■ **THE TASK**
Beneath this task are records; count the lines among them that contain the word "EventContext" and answer with the number only.

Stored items
——————

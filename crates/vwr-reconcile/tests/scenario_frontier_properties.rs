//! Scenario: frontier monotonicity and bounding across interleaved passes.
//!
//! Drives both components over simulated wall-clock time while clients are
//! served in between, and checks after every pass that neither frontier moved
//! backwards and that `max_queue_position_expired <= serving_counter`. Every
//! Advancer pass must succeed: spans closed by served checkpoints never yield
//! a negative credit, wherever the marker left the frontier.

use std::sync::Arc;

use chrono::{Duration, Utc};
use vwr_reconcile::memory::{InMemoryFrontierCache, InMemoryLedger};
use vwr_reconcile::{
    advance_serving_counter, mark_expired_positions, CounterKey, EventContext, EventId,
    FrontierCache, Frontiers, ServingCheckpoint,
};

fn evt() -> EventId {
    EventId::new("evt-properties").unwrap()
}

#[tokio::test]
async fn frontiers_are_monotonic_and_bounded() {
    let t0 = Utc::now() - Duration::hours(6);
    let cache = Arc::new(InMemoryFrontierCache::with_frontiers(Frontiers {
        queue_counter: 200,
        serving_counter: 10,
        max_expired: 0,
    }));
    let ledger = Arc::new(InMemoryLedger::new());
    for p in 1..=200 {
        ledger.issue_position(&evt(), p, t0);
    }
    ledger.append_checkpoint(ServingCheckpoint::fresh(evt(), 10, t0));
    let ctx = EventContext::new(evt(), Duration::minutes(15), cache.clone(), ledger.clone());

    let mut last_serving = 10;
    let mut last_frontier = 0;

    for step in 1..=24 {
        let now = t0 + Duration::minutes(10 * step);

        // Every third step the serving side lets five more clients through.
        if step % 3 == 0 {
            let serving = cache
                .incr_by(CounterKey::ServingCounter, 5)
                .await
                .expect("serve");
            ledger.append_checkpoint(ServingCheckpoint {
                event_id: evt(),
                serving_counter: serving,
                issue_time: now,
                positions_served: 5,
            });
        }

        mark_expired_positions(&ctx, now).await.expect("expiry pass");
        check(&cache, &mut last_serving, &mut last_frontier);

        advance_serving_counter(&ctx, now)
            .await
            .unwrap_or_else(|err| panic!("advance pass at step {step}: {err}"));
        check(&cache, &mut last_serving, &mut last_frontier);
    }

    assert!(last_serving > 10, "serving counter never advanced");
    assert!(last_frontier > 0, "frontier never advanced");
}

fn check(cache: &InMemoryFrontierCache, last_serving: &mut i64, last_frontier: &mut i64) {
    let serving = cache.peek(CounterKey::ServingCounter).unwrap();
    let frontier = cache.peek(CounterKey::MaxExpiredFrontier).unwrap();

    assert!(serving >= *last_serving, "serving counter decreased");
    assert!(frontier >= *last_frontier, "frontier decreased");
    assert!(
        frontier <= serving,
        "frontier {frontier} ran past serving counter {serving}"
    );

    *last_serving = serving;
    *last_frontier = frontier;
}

——————

■ **TASK SOLUTION**
2